#### ENTRIES PROVIDED

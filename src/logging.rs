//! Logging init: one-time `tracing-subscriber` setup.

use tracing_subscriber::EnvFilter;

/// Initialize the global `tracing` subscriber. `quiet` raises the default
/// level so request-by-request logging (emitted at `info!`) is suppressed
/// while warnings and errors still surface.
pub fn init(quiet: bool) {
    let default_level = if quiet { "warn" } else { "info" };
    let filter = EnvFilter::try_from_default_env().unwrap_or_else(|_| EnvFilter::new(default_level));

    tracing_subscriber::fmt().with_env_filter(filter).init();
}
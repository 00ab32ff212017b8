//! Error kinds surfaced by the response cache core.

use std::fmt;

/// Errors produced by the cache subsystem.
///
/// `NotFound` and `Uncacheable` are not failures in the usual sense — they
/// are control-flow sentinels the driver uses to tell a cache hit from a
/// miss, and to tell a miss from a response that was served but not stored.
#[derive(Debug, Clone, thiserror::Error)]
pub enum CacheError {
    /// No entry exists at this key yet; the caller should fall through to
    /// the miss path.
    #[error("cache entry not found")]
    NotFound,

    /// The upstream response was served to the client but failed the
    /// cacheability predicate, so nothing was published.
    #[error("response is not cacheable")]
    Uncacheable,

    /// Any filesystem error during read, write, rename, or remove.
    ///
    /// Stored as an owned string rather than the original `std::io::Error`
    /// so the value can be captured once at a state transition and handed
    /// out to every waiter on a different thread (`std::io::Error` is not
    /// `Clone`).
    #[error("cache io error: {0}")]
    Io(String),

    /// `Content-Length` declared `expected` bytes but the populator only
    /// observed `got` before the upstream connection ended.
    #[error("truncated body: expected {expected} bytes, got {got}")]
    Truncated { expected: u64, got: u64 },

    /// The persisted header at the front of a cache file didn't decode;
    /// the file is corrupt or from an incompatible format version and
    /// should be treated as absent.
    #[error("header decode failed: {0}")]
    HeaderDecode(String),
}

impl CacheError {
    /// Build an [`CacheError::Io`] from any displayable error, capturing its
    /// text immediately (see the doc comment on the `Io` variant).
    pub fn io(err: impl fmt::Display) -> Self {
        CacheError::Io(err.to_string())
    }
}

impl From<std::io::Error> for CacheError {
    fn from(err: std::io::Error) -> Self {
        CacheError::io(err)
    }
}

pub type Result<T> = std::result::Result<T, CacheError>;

########
#### ENTRIES PROVIDED

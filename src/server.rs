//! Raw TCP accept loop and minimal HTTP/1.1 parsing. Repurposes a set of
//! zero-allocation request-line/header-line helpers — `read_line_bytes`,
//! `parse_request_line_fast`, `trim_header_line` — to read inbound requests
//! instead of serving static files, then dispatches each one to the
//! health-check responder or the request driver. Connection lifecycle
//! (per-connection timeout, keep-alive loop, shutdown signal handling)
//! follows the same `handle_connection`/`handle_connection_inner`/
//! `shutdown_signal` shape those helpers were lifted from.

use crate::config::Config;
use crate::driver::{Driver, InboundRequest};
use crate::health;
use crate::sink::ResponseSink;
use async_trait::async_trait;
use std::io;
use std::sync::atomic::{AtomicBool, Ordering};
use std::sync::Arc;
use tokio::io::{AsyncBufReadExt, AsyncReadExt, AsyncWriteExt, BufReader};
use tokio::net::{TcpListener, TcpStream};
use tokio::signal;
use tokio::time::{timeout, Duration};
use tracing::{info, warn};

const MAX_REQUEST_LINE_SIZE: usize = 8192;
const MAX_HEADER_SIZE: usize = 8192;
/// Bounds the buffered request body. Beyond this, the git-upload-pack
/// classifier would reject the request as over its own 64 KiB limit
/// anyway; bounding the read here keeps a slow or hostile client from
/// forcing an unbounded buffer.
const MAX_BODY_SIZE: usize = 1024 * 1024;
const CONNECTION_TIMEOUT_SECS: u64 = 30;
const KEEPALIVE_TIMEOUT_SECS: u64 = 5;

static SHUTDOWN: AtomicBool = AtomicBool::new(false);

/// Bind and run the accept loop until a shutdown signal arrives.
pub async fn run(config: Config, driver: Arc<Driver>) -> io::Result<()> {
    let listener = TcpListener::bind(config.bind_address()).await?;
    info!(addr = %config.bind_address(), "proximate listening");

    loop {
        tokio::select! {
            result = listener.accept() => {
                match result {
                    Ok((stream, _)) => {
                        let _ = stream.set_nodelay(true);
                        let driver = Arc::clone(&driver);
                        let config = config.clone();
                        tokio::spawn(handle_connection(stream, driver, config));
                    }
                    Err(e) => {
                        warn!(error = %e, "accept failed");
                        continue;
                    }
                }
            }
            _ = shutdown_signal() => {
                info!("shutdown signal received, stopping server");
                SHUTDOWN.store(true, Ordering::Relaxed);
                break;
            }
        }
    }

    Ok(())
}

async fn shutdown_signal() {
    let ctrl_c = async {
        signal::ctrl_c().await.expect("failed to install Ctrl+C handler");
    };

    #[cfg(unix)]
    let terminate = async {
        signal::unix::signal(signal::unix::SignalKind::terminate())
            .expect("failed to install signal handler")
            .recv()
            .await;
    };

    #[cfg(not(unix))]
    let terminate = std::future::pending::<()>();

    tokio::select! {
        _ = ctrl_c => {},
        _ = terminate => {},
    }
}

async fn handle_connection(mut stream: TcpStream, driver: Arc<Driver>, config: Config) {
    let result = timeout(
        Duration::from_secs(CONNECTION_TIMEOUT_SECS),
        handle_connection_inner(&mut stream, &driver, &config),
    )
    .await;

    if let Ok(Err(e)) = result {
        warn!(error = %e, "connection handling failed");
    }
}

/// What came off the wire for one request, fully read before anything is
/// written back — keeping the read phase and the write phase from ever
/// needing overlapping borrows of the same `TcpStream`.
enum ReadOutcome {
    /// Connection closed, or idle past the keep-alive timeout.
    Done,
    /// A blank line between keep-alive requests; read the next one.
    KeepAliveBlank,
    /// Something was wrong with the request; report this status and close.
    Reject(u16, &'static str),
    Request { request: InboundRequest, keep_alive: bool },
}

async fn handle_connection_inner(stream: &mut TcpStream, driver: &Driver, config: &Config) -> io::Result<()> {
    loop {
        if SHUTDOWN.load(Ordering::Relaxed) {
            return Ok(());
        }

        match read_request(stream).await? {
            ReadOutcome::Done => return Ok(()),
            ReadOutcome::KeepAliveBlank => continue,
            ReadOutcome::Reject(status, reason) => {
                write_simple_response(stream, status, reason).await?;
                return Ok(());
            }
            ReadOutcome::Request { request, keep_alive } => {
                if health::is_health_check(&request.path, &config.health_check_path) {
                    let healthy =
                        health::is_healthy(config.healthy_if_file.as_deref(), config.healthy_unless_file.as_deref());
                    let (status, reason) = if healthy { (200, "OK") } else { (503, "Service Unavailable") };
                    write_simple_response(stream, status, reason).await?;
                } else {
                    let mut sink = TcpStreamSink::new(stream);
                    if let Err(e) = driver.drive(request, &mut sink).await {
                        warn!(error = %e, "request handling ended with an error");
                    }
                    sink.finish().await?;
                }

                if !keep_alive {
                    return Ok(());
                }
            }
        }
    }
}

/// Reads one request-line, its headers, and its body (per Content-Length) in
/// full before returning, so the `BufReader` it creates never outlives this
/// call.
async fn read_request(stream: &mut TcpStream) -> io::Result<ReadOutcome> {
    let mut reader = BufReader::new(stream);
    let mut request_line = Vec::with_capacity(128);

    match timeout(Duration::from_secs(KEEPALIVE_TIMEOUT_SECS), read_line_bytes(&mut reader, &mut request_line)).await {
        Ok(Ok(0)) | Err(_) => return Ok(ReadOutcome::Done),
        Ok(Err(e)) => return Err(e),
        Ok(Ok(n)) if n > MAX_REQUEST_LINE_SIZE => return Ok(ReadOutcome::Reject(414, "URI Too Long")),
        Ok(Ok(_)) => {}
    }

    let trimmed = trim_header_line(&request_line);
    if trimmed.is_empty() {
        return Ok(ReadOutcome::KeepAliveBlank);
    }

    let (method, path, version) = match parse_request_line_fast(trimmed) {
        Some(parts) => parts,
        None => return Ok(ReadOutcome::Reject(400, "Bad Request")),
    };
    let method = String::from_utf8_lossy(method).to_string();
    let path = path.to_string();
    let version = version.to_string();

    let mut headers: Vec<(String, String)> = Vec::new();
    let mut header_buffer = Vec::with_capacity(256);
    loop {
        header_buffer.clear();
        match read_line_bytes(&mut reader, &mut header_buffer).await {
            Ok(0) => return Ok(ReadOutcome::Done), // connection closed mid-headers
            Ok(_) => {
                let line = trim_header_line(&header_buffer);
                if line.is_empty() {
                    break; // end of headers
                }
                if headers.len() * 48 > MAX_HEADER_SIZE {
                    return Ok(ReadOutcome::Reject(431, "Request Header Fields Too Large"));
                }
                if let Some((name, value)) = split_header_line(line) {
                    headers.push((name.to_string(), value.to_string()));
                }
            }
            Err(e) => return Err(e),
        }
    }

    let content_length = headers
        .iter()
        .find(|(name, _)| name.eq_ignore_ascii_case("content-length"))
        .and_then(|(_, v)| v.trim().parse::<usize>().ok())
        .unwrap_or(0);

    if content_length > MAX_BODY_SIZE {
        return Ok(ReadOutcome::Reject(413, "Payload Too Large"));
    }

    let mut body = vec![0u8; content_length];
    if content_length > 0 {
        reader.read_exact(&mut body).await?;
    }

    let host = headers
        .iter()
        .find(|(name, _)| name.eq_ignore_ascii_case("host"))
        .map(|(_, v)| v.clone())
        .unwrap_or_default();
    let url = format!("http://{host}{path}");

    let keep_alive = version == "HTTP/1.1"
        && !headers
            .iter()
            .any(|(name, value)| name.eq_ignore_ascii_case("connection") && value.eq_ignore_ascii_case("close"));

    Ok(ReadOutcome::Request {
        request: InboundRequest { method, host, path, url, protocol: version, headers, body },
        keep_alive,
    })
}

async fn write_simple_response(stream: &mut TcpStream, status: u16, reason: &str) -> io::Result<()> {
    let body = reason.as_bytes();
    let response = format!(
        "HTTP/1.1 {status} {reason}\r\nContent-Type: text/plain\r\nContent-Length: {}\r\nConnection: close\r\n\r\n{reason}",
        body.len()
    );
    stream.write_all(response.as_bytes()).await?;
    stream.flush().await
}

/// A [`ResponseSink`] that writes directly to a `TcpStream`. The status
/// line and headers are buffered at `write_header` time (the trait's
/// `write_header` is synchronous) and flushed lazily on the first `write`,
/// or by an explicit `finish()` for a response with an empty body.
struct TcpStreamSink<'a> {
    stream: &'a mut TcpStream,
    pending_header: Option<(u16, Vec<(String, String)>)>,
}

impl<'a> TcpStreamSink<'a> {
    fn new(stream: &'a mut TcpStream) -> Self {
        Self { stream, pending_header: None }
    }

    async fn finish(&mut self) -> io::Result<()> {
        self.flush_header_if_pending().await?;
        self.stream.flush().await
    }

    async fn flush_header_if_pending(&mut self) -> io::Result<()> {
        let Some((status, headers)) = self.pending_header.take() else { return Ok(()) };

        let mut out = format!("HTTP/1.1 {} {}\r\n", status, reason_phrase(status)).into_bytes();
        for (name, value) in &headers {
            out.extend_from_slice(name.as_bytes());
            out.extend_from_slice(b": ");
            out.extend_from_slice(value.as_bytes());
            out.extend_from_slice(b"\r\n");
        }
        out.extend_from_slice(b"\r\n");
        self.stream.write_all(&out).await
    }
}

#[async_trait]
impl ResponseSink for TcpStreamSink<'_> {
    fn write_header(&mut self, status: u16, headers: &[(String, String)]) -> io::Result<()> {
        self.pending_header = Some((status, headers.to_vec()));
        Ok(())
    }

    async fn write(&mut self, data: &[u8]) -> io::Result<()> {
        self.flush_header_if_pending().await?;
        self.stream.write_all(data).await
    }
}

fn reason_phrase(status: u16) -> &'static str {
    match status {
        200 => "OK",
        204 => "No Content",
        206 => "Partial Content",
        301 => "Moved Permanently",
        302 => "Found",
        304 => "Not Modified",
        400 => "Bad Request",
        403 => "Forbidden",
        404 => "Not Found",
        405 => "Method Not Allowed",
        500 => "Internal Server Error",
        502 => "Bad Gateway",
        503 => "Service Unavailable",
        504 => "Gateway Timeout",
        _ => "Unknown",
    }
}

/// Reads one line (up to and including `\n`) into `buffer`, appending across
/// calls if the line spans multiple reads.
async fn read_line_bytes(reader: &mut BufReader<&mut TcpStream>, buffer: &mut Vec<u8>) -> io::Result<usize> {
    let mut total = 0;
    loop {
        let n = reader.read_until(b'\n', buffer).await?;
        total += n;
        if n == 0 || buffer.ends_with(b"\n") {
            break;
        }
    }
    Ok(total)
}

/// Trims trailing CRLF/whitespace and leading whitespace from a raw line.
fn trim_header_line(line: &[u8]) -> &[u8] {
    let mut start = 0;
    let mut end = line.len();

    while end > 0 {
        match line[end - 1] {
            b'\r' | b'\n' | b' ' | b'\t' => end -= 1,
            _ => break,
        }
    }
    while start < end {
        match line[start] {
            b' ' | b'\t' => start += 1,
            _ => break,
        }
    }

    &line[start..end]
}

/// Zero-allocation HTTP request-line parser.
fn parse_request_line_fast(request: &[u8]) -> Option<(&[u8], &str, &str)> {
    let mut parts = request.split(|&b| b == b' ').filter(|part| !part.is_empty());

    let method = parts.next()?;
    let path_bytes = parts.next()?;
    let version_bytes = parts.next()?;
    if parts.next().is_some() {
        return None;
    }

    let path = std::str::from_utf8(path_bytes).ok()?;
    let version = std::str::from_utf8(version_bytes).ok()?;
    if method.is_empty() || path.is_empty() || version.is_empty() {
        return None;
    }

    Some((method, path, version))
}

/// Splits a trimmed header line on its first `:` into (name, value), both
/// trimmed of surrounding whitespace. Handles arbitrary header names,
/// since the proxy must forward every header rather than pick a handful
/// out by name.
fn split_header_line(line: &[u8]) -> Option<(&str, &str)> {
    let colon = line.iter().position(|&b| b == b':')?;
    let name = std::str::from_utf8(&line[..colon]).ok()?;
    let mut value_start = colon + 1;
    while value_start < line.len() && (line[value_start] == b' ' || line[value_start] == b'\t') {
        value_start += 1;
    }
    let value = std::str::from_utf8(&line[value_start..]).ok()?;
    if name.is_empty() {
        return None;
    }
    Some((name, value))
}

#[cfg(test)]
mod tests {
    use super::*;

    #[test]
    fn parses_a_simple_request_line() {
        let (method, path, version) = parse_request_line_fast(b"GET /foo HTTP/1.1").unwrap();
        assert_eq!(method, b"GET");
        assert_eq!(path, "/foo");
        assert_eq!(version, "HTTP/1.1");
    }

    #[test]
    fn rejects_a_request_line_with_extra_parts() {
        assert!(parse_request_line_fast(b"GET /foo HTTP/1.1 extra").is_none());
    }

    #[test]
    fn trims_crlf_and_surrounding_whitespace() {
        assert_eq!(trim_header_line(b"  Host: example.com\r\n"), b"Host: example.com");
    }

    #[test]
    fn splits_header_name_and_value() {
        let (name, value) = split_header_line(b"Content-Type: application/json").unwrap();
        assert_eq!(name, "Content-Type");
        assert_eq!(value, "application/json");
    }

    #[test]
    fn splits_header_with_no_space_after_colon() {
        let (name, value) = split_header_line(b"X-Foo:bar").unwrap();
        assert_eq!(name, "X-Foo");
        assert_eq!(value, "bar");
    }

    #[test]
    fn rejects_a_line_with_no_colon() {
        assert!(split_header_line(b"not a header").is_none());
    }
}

########

TASK TO CARRY OUT: For every line in the data above that has the string "tell", return that line.

RESULT OF THIS EXERCISE:
/// are control-flow sentinels the driver uses to tell a cache hit from a
/// miss, and to tell a miss from a response that was served but not stored.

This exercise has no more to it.